━━━ Supplied data

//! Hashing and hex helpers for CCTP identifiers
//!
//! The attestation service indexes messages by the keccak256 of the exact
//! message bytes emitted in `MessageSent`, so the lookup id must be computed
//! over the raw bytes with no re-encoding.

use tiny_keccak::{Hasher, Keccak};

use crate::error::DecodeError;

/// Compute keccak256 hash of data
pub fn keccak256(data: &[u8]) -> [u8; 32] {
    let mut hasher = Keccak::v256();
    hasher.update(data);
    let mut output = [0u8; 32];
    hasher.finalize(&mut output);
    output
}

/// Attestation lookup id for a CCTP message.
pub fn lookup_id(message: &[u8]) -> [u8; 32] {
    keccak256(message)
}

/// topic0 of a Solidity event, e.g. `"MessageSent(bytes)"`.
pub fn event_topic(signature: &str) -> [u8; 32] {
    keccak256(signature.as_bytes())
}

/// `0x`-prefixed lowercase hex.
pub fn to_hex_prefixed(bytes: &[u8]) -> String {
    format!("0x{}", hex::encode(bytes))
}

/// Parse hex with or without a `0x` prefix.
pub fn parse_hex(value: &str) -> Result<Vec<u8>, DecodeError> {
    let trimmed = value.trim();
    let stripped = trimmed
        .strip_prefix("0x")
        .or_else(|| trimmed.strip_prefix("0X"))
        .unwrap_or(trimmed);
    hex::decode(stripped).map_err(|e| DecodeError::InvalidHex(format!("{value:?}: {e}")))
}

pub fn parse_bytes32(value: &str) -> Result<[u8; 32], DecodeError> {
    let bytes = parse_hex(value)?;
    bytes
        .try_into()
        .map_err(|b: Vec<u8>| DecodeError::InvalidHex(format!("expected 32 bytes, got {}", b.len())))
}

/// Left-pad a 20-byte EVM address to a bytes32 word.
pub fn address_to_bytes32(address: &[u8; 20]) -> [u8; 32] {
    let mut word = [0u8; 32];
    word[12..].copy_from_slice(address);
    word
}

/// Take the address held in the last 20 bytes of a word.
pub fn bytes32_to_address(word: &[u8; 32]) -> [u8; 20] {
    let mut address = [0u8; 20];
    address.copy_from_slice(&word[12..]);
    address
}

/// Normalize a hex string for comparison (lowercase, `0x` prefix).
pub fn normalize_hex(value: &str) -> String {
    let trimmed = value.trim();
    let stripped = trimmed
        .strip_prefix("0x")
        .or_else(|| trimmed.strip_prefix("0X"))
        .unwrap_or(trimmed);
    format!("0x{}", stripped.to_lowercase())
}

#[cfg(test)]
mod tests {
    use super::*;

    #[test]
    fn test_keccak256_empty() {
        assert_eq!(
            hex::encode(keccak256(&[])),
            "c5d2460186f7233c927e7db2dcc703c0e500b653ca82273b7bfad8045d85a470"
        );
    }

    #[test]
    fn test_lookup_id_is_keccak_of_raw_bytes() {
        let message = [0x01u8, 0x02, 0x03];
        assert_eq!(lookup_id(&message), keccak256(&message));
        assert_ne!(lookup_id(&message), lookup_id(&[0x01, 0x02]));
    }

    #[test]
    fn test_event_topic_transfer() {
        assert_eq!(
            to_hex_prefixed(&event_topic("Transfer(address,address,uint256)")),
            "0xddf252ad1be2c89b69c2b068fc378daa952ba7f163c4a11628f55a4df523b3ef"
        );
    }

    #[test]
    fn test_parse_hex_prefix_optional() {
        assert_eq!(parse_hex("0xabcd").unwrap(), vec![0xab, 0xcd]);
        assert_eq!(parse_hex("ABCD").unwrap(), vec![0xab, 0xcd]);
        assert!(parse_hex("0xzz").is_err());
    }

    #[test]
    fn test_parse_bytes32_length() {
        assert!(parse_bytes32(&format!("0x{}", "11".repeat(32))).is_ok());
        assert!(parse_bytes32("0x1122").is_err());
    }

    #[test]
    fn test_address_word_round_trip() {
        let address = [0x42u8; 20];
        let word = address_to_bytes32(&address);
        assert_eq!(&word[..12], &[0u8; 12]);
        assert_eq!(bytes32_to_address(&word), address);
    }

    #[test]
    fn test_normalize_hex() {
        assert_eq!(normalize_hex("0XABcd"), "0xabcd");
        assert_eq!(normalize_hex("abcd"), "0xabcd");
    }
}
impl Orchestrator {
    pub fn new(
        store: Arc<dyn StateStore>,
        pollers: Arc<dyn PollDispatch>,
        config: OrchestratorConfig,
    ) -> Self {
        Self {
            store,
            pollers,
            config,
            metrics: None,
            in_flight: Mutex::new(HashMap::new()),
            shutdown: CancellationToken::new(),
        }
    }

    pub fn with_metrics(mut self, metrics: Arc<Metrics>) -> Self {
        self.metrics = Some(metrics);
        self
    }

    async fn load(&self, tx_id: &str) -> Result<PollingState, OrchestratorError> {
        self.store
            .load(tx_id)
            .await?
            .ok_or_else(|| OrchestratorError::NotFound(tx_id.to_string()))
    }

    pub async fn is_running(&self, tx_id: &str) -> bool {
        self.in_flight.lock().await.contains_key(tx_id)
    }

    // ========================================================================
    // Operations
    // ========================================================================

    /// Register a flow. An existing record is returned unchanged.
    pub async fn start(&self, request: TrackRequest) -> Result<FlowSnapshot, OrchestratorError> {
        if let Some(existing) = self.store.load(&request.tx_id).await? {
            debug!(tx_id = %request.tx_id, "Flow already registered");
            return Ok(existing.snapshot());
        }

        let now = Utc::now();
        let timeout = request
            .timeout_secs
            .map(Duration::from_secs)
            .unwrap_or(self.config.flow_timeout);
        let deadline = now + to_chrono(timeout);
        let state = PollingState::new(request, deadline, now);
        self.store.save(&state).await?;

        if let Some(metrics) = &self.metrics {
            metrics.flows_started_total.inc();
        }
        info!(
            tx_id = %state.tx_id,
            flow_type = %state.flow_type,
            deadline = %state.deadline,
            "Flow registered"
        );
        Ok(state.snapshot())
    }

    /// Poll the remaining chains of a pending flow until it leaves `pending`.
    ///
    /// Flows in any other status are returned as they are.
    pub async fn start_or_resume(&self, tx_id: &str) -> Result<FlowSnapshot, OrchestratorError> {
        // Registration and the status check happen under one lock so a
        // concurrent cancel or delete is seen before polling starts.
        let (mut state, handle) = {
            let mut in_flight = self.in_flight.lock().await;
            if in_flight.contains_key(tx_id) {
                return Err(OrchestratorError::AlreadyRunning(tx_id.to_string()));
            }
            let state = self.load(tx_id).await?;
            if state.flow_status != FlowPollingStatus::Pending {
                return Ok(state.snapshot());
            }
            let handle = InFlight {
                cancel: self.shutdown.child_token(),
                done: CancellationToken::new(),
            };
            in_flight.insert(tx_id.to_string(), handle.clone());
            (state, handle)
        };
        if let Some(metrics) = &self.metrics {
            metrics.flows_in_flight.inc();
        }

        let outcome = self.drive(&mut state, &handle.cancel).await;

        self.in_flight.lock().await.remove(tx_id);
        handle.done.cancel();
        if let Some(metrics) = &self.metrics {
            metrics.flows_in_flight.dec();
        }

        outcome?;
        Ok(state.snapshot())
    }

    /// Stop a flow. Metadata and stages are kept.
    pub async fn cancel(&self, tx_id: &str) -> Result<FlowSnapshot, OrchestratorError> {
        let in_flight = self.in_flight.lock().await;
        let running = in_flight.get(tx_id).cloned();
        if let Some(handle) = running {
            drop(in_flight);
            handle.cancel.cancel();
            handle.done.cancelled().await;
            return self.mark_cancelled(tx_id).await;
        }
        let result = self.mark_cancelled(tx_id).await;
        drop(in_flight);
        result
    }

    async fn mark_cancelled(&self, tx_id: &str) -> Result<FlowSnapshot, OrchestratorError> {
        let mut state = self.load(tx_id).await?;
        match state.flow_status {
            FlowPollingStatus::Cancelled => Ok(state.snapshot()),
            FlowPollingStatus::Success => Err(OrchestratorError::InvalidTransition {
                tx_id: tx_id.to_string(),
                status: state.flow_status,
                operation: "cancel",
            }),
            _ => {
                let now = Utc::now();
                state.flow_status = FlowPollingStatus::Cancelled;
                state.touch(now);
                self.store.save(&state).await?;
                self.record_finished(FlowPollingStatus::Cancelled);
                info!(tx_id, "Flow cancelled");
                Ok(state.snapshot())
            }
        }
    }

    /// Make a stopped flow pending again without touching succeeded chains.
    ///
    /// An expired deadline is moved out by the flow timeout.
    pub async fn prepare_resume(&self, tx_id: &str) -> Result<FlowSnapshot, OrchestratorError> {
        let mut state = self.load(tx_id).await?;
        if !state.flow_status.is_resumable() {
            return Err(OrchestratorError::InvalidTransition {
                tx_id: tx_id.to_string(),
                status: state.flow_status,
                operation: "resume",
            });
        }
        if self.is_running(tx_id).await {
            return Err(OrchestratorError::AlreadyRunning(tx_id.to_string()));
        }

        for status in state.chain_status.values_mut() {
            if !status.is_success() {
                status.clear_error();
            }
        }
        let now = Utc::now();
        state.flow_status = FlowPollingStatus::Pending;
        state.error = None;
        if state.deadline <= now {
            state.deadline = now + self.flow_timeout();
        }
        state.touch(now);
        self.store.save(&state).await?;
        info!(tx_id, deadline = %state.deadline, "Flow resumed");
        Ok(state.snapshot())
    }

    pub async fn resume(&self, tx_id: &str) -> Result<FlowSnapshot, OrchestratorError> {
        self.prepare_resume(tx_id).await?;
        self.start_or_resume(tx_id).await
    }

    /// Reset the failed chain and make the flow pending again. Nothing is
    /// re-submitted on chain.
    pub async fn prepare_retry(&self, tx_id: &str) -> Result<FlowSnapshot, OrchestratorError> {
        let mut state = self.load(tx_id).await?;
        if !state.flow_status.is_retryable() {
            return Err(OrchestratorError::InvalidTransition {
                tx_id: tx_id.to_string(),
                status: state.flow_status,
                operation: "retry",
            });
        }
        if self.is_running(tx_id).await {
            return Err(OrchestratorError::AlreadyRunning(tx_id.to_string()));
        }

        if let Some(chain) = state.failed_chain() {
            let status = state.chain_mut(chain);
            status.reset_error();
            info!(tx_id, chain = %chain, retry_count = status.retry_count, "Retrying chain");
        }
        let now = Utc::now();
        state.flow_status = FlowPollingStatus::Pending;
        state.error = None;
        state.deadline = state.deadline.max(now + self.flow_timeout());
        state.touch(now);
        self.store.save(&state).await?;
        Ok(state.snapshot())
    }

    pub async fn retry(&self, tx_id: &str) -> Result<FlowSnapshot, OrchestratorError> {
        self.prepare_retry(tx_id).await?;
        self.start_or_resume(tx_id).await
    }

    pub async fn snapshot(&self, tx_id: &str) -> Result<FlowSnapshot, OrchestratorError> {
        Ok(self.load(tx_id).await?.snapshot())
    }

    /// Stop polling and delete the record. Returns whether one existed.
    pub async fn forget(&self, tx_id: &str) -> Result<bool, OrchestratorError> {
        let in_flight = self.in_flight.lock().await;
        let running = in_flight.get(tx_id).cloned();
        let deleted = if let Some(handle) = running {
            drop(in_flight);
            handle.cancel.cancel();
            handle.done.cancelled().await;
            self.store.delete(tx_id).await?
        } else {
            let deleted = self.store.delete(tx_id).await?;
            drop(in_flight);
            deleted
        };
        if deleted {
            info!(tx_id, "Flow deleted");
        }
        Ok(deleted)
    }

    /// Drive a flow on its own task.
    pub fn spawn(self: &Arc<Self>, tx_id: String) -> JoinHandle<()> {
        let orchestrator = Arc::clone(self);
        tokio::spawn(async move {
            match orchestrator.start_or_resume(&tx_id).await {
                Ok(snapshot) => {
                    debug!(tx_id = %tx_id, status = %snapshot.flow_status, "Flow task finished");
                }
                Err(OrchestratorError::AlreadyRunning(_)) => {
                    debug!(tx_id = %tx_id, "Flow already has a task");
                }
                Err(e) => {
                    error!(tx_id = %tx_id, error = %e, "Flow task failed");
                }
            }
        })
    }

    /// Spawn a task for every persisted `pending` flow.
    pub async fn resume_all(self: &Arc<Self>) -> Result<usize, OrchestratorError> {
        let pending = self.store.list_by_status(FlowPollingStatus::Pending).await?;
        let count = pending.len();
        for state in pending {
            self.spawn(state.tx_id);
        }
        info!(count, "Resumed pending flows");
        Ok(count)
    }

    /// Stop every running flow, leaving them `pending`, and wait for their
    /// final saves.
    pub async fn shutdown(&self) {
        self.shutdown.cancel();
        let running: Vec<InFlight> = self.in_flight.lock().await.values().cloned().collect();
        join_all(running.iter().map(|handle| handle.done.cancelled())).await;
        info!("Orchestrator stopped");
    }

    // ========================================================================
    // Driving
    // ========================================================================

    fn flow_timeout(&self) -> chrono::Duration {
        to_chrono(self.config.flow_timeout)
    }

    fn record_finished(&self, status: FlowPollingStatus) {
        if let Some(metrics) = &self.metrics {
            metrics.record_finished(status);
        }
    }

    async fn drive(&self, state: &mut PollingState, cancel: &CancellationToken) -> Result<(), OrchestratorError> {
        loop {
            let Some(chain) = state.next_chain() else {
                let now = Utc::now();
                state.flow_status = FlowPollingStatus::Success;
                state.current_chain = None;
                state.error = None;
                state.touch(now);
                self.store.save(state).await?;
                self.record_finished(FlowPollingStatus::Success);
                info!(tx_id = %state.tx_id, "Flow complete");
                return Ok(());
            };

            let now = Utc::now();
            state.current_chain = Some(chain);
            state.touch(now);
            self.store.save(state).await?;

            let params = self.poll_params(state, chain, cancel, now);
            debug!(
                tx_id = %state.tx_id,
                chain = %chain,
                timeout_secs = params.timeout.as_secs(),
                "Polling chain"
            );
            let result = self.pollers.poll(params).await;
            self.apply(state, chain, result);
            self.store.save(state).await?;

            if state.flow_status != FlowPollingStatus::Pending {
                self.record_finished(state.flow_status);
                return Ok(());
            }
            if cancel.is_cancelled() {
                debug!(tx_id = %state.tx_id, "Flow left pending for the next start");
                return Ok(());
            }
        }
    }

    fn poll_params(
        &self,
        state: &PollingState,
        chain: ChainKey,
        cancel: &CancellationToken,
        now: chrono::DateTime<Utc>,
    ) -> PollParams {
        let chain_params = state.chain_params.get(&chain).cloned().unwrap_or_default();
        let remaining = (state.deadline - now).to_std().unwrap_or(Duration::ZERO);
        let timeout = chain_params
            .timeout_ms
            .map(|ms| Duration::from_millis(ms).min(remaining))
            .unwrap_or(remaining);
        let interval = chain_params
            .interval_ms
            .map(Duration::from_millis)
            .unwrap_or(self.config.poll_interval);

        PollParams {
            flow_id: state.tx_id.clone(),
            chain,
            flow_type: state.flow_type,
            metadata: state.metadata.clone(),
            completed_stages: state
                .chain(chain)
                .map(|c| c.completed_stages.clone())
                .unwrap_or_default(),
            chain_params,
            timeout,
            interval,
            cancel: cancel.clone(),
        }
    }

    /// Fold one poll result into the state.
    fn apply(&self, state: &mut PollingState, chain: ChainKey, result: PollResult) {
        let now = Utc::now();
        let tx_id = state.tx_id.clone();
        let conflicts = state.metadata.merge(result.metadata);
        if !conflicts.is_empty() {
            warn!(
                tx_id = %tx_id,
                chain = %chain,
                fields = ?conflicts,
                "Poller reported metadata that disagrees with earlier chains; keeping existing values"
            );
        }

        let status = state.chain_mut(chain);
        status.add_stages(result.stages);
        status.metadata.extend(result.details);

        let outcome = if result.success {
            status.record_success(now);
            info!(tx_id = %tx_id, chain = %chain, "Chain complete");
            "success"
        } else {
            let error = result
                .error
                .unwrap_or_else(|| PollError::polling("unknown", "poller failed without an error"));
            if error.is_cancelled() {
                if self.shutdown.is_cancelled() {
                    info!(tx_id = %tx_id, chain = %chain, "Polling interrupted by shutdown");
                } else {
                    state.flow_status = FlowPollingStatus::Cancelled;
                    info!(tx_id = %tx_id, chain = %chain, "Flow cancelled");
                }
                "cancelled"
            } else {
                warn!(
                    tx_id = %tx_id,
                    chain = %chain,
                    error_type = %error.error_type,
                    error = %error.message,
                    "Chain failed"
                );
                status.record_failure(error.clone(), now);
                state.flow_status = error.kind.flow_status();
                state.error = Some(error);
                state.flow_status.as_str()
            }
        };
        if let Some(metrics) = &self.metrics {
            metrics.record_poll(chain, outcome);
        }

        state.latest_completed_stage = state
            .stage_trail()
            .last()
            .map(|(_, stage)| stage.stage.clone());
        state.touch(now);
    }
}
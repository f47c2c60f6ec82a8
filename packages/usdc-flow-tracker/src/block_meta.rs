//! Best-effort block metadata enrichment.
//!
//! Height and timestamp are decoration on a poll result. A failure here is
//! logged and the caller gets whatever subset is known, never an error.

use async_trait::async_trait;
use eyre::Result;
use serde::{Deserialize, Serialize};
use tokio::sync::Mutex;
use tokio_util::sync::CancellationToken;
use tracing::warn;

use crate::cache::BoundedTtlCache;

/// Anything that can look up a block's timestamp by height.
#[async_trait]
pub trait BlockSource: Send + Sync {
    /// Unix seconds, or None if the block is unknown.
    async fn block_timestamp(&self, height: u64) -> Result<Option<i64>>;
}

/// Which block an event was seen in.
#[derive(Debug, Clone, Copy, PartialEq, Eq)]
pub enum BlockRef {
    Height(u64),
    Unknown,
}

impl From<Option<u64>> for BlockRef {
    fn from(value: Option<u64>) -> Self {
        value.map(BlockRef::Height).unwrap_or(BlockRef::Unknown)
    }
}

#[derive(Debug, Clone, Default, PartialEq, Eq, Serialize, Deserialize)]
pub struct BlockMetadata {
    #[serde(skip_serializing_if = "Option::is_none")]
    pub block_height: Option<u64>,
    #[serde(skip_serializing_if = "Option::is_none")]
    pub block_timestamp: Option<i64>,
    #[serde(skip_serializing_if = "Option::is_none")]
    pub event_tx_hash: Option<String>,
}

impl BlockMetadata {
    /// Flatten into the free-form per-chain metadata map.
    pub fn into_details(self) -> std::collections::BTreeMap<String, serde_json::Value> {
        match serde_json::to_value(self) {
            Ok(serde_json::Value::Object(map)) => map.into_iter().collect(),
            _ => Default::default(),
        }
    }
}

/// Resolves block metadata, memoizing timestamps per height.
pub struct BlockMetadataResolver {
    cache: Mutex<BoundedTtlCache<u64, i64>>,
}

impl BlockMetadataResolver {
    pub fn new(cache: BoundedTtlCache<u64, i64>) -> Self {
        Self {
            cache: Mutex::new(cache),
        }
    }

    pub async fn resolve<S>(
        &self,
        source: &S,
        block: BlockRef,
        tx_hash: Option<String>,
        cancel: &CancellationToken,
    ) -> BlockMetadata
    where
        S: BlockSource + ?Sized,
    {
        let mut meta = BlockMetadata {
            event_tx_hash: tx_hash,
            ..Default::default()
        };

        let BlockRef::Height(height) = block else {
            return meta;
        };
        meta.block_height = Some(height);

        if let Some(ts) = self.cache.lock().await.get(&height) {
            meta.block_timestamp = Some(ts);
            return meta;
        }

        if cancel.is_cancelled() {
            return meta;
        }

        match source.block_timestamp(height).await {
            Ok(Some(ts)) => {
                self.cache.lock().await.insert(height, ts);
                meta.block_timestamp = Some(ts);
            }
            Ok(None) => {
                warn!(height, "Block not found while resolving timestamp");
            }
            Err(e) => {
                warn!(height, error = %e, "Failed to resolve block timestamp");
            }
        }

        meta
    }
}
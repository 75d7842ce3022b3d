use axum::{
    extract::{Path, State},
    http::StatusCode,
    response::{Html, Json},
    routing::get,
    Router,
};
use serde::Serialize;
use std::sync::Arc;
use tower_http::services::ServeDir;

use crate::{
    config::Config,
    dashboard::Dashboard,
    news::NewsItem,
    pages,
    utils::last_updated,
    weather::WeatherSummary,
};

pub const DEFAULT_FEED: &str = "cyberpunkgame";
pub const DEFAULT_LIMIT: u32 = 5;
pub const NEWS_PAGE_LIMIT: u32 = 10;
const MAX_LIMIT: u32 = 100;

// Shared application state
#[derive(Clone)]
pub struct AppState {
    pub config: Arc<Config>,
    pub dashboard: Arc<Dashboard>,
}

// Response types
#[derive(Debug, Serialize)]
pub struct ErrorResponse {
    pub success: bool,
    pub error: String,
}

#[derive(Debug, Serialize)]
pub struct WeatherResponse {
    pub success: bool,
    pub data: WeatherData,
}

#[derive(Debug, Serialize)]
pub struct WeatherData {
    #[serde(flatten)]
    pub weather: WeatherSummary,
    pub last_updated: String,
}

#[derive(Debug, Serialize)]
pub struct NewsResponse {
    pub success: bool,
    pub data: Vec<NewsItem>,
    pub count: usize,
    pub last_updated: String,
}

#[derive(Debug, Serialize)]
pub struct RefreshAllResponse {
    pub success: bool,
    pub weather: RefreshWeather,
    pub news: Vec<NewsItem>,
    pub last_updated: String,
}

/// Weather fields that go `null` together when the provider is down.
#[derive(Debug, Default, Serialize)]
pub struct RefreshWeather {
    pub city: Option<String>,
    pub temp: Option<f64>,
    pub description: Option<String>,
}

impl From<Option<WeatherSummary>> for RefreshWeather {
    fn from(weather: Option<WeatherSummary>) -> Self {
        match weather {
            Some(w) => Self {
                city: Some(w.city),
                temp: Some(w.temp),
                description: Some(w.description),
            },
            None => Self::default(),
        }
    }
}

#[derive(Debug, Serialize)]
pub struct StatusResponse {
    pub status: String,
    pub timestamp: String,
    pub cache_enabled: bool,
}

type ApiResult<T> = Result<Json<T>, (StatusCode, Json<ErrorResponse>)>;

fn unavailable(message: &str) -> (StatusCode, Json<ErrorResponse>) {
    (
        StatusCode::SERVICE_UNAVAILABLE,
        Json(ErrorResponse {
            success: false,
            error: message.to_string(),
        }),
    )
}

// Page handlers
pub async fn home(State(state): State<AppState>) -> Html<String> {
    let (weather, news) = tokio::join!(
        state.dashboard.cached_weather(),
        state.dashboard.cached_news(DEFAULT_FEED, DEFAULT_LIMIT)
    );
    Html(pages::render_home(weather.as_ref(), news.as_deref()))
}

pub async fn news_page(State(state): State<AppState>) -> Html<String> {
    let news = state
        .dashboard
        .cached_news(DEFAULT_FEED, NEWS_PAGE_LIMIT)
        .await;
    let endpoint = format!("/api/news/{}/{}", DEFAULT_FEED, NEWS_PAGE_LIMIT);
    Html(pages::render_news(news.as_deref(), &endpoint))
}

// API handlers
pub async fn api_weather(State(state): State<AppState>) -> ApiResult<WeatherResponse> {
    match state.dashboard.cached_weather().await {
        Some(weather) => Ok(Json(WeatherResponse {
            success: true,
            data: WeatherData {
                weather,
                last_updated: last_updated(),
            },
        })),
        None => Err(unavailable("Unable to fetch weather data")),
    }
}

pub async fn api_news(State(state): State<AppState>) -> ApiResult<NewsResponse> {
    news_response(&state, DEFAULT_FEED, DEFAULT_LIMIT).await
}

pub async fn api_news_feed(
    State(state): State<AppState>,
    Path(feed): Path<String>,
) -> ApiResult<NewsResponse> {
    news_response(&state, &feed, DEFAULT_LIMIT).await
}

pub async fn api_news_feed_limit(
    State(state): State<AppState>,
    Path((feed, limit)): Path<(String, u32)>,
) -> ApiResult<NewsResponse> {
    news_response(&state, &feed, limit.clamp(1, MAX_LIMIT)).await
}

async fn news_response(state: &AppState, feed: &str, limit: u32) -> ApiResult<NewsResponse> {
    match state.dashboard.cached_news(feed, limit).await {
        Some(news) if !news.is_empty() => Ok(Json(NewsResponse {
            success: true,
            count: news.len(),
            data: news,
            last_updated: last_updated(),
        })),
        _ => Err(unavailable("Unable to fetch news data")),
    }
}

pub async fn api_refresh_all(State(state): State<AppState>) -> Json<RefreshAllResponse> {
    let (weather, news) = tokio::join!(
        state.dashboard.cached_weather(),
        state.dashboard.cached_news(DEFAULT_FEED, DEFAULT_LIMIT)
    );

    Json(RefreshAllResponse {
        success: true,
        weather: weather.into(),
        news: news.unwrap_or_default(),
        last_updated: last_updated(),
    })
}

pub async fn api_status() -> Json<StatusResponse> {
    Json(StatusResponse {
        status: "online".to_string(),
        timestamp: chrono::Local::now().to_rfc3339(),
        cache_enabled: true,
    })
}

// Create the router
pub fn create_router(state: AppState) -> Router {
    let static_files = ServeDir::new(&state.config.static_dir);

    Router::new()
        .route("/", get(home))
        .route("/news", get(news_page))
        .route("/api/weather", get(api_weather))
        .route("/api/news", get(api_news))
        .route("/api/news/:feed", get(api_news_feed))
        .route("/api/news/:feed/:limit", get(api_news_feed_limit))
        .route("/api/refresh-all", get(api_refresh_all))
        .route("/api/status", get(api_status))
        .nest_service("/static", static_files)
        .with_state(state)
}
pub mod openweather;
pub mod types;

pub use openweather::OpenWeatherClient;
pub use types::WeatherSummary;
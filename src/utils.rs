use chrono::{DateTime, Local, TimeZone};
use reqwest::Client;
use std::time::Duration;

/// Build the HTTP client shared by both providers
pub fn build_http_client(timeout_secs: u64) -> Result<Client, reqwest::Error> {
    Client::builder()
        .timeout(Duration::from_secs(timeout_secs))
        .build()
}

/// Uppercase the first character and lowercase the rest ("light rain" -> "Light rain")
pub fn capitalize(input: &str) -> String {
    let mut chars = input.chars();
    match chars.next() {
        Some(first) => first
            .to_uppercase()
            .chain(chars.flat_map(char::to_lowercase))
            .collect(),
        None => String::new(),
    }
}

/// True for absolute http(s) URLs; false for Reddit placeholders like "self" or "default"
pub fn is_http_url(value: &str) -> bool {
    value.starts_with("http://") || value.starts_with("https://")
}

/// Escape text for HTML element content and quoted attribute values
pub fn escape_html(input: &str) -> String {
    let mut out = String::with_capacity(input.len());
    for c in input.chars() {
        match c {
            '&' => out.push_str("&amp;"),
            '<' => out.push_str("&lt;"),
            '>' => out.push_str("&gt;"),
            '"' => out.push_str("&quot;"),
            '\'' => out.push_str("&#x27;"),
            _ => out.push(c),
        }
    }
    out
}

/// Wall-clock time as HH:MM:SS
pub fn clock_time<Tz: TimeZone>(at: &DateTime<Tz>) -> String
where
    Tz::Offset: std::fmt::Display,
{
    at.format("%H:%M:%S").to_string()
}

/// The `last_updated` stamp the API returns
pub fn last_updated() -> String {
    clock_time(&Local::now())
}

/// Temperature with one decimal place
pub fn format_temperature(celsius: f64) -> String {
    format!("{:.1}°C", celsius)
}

━━━━━━

## Task to complete
Write out word for word only the lines from the start of the entries down to the line with "pub fn keccak256(data: &[u8])", please, including both ends.

## Written reply
//! Hashing and hex helpers for CCTP identifiers
//!
//! The attestation service indexes messages by the keccak256 of the exact
//! message bytes emitted in `MessageSent`, so the lookup id must be computed
//! over the raw bytes with no re-encoding.

use tiny_keccak::{Hasher, Keccak};

use crate::error::DecodeError;

/// Compute keccak256 hash of data
pub fn keccak256(data: &[u8]) -> [u8; 32] {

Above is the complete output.